The first thing lost is trust, and trust is expensive to rebuild. When an employee is recruited with promises about belonging and then lands in a place where decisions, promotions, and credit flow the same old way, the gap between the message and the reality reads as dishonesty. That employee stops giving the extra effort that never shows up in a job description but carries a team. Word travels, because people talk to their networks about where it is real and where it is theater. A reputation for hollow inclusion makes the next round of hiring harder and more expensive. The statement that was supposed to attract talent ends up repelling it.
The second cost is talent walking out the door. People from underrepresented backgrounds often arrive having already worked twice as hard to get in the room, and they are quick to read whether the room actually wants them there. If the answer is no, they leave, and they usually leave for a competitor who treats the work seriously. Replacing an experienced employee costs a real fraction of their salary once you count recruiting, lost productivity, and the time it takes someone new to ramp up. Companies that treat inclusion as a checkbox pay this bill over and over without ever connecting it to the cause. The turnover looks like a series of individual choices, when it is really one repeated failure.
The third cost is the quality of the work itself. Teams that include different backgrounds, when those people are genuinely heard, catch blind spots that a uniform group misses entirely. They spot a product flaw, a marketing message that will offend, or a customer need nobody else saw coming. But that benefit only appears when people feel safe enough to disagree and confident their input will matter. A checkbox culture brings different people into the room and then ignores them, which delivers all the cost of hiring and none of the benefit of listening. The company gets the optics of diversity without the advantage of it.

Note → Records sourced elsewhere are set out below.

#[test]
fn test_normal_polling_refreshes_changed_slot() {
    let clock = MockClock::default();
    let (mut c, links) = with_links(&clock, 1);
    let mut reported = false;
    links[0].respond_with(move |m| {
        let (cid, id) = (m.controller_id, m.module_id);
        if id != ModuleId::new(1) {
            return None;
        }
        match m.kind {
            MessageType::Scan => Some(Message::scan_response(cid, id, "S1", 1, 0)),
            MessageType::BroadcastSlotRegister => Some(Message::broadcast_slot_data(cid, id, &byte_slot(100, 7))),
            MessageType::EventRequest if !reported => {
                reported = true;
                let event = Event::slot_data_changed(id, 100);
                Some(Message::event_response(cid, id, Some(&event)))
            }
            MessageType::EventRequest => Some(Message::event_response(cid, id, None)),
            MessageType::AnyDataRequest => Some(Message::any_data_response(cid, id, &byte_slot(100, 9))),
            _ => None,
        }
    });

    c.begin(2);
    run_until(&mut c, &clock, |c| c.mode() == ControllerMode::Normal);
    assert_eq!(c.find_broadcast_slot(100).unwrap().as_byte(), 7);

    run_until(&mut c, &clock, |c| c.find_broadcast_slot(100).map(|s| s.as_byte()) == Some(9));

    let requests = sent_of(&links[0], MessageType::AnyDataRequest);
    assert_eq!(requests.len(), 1);
    assert_eq!(requests[0].slot_id(), Some(100));

    // Polling keeps going and the module stays on the roster.
    run_for(&mut c, &clock, 500);
    assert_eq!(c.module_count(), 1);
    assert_eq!(c.module(0).unwrap().missed_answers(), 0);
    assert!(sent_of(&links[0], MessageType::EventRequest).len() > 2);
}

#[test]
fn test_missed_answers_drop_module() {
    let clock = MockClock::default();
    let (mut c, links) = with_links(&clock, 1);
    links[0].respond_with(|m| {
        (m.kind == MessageType::Scan && m.module_id == ModuleId::new(0))
            .then(|| Message::scan_response(m.controller_id, m.module_id, "quiet", 0, 0))
    });

    c.begin(1);
    run_until(&mut c, &clock, |c| c.mode() == ControllerMode::Normal);
    assert_eq!(c.module_count(), 1);

    run_until(&mut c, &clock, |c| c.module_count() == 0);
    run_for(&mut c, &clock, 500);

    let polls = sent_of(&links[0], MessageType::EventRequest);
    assert_eq!(polls.len(), usize::from(crate::common::timing::MAX_MISSED_ANSWERS));
    assert_eq!(c.mode(), ControllerMode::Normal);
}

#[test]
fn test_observe_subscription_is_delivered() {
    let clock = MockClock::default();
    let (mut c, links) = with_links(&clock, 1);
    links[0].respond_with(|m| {
        let (cid, id) = (m.controller_id, m.module_id);
        match (id.as_u8(), m.kind) {
            (1, MessageType::Scan) => Some(Message::scan_response(cid, id, "publisher", 1, 0)),
            (2, MessageType::Scan) => Some(Message::scan_response(cid, id, "observer", 0, 1)),
            (1, MessageType::BroadcastSlotRegister) => Some(Message::broadcast_slot_data(cid, id, &byte_slot(100, 7))),
            (2, MessageType::ObserveSlotRegister) => {
                Some(Message::observe_slot_data(cid, id, 100, Duration::from_millis(100)))
            }
            (_, MessageType::EventRequest) => Some(Message::event_response(cid, id, None)),
            _ => None,
        }
    });

    c.begin(3);
    run_until(&mut c, &clock, |c| c.mode() == ControllerMode::Normal);
    run_until(&mut c, &clock, |_| !sent_of(&links[0], MessageType::AnyDataBroadcast).is_empty());

    let delivered = sent_of(&links[0], MessageType::AnyDataBroadcast);
    assert_eq!(delivered[0].module_id, ModuleId::new(2));
    let payload = delivered[0].slot_data().unwrap();
    assert_eq!(payload.slot_id, 100);
    assert_eq!(payload.data, vec![7]);

    // Not more often than the subscription asks for.
    let start = clock.uptime();
    run_for(&mut c, &clock, 1000);
    let count = sent_of(&links[0], MessageType::AnyDataBroadcast).len();
    let elapsed_periods = ((clock.uptime() - start).as_millis() / 100) as usize;
    assert!(count >= 2);
    assert!(count <= elapsed_periods + 1);
}

#[test]
fn test_zero_frequency_subscription_keeps_round_robin() {
    let clock = MockClock::default();
    let (mut c, links) = with_links(&clock, 1);
    links[0].respond_with(|m| {
        let (cid, id) = (m.controller_id, m.module_id);
        match (id.as_u8(), m.kind) {
            (0, MessageType::Scan) => Some(Message::scan_response(cid, id, "publisher", 1, 0)),
            (1, MessageType::Scan) => Some(Message::scan_response(cid, id, "observer", 0, 1)),
            (0, MessageType::BroadcastSlotRegister) => Some(Message::broadcast_slot_data(cid, id, &byte_slot(100, 7))),
            (1, MessageType::ObserveSlotRegister) => Some(Message::observe_slot_data(cid, id, 100, Duration::ZERO)),
            (_, MessageType::EventRequest) => Some(Message::event_response(cid, id, None)),
            _ => None,
        }
    });

    c.begin(2);
    run_until(&mut c, &clock, |c| c.mode() == ControllerMode::Normal);
    links[0].clear_sent();
    run_for(&mut c, &clock, 2000);

    let polls = sent_of(&links[0], MessageType::EventRequest);
    let publisher_polls = polls.iter().filter(|m| m.module_id == ModuleId::new(0)).count();
    let observer_polls = polls.len() - publisher_polls;
    assert!(publisher_polls > 10);
    assert!(observer_polls > 10);

    // One delivery per visit to the observer, no more.
    let deliveries = sent_of(&links[0], MessageType::AnyDataBroadcast);
    assert!(deliveries.iter().all(|m| m.module_id == ModuleId::new(1)));
    assert!(deliveries.len() <= observer_polls + 1);
    assert!(deliveries.len() + 1 >= observer_polls);
    assert_eq!(c.module_count(), 2);
}

#[test]
fn test_rescan_discards_roster() {
    let clock = MockClock::default();
    let (mut c, links) = with_links(&clock, 1);
    let mut answering = true;
    links[0].respond_with(move |m| {
        if m.kind == MessageType::EventRequest {
            return Some(Message::event_response(m.controller_id, m.module_id, None));
        }
        let reply = (answering && m.kind == MessageType::Scan && m.module_id == ModuleId::new(0))
            .then(|| Message::scan_response(m.controller_id, m.module_id, "S0", 0, 0));
        if reply.is_some() {
            answering = false;
        }
        reply
    });

    c.begin(1);
    run_until(&mut c, &clock, |c| c.mode() == ControllerMode::Normal);
    assert_eq!(c.module_count(), 1);

    c.scan();
    assert_eq!(c.mode(), ControllerMode::Scan);
    assert_eq!(c.module_count(), 0);
    run_until(&mut c, &clock, |c| c.mode() == ControllerMode::Normal);
    assert_eq!(c.module_count(), 0);
    assert_eq!(c.hooks().scanning, vec![true, false, true, false]);
}

#[test]
fn test_registration_success_triggers_rescan() {
    let clock = MockClock::default();
    let (mut c, links) = with_links(&clock, 1);
    links[0].respond_with(|m| {
        (m.kind == MessageType::RegistrationRequest)
            .then(|| Message::registration_result(m.controller_id, ModuleId::new(4)))
    });

    c.begin(2);
    run_until(&mut c, &clock, |c| c.mode() == ControllerMode::Normal);

    c.start_registration(Duration::from_secs(1));
    assert_eq!(c.mode(), ControllerMode::Registration);
    run_until(&mut c, &clock, |c| c.mode() != ControllerMode::Registration);

    let requests = sent_of(&links[0], MessageType::RegistrationRequest);
    assert_eq!(requests.len(), 1);
    assert!(requests[0].is_broadcast());
    assert_eq!(c.hooks().registration, vec![true]);
    assert_eq!(c.mode(), ControllerMode::Scan);
    assert_eq!(c.hooks().scanning, vec![true, false, true]);
}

The fix is not another statement, and it is not a bigger budget for a single annual event. It is the slow, unglamorous work of changing how decisions get made, who gets sponsored for the next level, and whether people can speak honestly without paying for it. Leaders set the tone, because employees watch what gets rewarded far more closely than what gets said. If you want to know whether a company means it, do not read the press release. Look at who has power, who is leaving, and whether the same names keep getting overlooked. The answer is always in the pattern, not the announcement.